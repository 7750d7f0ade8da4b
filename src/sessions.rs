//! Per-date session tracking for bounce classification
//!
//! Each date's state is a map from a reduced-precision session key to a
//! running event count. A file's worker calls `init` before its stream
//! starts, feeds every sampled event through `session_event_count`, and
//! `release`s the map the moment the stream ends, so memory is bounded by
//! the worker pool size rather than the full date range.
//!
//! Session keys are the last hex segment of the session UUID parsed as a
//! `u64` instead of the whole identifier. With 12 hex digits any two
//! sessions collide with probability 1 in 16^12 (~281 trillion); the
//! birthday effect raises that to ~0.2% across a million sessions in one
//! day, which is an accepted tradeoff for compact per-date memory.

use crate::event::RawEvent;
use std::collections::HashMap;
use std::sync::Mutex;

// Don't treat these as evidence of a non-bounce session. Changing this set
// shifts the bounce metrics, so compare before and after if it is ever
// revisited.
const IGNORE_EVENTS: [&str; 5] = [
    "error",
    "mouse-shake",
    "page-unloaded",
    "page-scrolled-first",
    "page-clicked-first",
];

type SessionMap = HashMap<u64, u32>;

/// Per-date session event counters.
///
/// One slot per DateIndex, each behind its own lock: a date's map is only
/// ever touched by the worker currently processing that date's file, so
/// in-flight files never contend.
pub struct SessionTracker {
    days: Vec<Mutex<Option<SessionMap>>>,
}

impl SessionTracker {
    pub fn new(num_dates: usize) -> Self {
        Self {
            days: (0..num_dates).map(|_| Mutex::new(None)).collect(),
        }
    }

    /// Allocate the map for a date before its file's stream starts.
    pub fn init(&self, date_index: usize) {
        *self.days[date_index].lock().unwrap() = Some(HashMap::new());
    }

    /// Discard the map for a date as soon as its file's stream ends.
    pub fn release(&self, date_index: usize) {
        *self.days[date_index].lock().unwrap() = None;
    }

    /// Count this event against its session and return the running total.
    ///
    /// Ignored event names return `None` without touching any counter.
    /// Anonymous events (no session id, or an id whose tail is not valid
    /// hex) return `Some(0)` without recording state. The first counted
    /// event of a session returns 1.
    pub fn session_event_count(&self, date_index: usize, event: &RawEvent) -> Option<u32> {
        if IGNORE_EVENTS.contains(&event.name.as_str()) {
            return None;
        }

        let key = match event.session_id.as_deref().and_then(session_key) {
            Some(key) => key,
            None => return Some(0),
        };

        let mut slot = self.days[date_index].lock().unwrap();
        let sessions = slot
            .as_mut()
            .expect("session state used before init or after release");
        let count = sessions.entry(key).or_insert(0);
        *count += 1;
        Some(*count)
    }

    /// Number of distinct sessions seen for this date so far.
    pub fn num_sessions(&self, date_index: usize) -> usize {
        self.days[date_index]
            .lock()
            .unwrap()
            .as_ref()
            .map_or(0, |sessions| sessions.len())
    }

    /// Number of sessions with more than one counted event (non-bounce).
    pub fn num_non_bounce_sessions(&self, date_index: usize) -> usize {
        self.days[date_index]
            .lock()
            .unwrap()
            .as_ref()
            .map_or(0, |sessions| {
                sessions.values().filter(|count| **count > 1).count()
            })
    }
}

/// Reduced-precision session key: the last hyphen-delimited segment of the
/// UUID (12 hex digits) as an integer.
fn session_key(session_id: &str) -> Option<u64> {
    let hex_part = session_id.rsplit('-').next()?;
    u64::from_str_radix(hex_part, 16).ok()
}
==
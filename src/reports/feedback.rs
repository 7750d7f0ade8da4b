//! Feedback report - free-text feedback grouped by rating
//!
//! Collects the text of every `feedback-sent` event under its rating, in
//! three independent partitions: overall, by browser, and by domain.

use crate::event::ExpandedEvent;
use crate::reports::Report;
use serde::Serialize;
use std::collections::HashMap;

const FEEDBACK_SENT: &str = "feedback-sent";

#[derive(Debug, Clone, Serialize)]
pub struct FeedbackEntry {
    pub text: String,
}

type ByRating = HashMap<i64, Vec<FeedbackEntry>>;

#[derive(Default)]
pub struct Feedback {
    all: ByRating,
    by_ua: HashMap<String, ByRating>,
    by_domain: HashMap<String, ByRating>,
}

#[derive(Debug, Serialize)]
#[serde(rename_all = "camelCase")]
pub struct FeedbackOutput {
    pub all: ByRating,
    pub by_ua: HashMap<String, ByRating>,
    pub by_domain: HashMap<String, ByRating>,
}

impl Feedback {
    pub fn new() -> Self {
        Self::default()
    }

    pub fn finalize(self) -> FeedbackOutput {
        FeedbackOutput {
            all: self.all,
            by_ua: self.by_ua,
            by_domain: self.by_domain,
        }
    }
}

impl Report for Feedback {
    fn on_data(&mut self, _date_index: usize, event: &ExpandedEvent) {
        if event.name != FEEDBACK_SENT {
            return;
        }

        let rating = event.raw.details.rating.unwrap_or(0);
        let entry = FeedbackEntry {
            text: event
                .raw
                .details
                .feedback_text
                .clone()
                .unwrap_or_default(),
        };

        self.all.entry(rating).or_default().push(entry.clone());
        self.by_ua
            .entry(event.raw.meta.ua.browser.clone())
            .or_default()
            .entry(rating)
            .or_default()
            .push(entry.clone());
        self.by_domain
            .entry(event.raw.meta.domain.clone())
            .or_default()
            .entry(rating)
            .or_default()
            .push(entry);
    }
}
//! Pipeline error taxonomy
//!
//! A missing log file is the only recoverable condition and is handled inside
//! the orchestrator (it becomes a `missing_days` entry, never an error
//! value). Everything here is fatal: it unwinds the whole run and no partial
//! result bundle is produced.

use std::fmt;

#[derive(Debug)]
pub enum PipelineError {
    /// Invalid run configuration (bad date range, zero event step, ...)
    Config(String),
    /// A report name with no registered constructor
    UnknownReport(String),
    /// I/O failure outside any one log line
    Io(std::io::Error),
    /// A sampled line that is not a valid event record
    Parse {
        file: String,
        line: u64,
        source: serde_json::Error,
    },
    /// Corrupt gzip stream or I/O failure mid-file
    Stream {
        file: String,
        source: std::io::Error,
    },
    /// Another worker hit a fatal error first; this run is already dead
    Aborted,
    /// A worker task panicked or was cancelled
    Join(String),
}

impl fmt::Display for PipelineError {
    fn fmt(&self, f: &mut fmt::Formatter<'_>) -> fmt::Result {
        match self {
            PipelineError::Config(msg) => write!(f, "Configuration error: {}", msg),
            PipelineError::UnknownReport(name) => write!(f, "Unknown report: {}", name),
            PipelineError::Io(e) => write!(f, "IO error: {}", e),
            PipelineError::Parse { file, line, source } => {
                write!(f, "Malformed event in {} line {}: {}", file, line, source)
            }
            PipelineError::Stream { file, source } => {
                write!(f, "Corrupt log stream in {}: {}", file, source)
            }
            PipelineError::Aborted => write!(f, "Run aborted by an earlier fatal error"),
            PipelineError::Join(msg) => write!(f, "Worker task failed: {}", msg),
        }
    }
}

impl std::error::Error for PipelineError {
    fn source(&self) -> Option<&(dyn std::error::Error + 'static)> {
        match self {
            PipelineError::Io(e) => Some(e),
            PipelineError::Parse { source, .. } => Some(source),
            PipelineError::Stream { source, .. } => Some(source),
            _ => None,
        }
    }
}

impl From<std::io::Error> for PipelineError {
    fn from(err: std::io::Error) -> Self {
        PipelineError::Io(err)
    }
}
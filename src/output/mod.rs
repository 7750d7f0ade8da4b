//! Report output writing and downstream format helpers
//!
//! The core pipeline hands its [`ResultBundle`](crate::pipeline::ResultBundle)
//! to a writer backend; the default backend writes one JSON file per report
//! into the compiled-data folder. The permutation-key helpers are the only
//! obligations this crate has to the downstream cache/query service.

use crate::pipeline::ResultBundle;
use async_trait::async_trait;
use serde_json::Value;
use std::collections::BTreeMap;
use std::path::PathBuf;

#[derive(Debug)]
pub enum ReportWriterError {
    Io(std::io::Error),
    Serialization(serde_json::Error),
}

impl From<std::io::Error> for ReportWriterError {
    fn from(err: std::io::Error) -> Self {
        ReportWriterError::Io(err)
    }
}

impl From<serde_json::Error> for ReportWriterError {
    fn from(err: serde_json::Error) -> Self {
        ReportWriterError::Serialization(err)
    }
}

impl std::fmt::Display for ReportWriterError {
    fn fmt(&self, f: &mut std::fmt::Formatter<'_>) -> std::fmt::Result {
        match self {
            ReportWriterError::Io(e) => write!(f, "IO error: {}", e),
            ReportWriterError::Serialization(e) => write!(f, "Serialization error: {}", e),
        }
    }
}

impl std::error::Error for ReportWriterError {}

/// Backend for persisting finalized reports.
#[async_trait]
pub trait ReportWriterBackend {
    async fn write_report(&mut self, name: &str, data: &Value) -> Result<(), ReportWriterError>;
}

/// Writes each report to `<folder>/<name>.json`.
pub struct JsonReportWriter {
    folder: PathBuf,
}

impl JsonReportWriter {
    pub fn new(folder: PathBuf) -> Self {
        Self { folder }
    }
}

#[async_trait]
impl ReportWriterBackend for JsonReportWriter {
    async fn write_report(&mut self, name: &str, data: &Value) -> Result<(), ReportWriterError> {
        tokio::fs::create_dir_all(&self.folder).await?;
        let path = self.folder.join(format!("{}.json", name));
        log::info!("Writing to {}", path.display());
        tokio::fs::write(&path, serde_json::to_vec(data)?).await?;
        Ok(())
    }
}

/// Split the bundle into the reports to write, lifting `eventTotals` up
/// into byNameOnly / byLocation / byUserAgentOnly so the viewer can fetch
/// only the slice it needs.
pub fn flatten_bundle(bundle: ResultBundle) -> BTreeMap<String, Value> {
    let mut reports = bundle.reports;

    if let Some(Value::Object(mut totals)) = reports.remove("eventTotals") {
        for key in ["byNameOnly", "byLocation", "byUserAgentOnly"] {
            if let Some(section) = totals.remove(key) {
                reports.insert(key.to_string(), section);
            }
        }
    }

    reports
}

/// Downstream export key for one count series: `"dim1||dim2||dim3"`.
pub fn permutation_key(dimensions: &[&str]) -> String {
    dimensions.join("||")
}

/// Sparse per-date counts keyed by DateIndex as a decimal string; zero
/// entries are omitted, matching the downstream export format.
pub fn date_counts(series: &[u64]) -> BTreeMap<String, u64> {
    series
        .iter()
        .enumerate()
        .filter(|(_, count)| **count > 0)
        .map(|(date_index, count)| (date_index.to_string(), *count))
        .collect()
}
---
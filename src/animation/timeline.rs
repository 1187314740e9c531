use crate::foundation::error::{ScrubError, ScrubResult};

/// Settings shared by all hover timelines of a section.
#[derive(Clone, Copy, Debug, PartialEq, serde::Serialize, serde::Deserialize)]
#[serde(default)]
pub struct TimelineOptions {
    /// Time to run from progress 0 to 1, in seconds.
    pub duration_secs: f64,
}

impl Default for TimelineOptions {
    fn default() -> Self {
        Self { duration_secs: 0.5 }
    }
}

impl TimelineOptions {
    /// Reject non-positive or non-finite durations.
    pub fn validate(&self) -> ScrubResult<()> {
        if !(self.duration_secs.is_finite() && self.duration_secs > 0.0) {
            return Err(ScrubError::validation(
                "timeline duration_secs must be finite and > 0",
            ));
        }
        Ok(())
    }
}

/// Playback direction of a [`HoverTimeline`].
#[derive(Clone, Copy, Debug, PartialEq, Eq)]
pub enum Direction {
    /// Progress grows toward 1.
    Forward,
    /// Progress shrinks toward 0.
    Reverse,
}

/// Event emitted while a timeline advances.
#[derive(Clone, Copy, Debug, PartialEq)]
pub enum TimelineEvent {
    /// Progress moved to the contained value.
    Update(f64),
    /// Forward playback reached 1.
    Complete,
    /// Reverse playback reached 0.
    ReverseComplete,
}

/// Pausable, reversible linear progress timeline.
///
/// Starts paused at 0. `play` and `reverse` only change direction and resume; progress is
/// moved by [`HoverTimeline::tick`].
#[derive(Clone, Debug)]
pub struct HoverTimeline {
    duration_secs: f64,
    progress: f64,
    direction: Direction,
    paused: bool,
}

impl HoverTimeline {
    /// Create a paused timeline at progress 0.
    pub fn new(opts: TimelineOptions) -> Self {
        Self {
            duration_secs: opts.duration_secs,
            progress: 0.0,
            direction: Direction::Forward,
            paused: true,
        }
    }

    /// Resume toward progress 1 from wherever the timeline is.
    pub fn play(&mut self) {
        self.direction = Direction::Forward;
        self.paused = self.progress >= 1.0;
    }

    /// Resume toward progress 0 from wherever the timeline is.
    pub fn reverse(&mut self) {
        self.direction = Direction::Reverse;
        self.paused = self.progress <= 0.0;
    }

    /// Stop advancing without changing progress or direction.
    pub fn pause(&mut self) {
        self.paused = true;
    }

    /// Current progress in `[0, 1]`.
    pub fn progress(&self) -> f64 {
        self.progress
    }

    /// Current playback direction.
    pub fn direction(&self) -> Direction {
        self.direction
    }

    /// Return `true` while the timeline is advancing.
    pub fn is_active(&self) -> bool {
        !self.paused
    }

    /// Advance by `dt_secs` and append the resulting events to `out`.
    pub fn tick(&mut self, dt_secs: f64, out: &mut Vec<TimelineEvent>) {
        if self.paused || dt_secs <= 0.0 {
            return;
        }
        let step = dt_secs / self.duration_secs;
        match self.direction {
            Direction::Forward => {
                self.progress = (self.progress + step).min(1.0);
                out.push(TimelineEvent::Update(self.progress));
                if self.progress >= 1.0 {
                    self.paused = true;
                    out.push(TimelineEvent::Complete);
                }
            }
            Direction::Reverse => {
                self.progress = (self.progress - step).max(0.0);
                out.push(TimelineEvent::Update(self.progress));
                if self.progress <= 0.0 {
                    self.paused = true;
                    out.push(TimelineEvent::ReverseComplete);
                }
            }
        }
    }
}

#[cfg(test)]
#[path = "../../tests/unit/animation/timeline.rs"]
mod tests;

▶ YOUR OBJECTIVE
For the material above, how many lines contain the word "tokio"? Only the number should be given.

▶ OUTPUT
2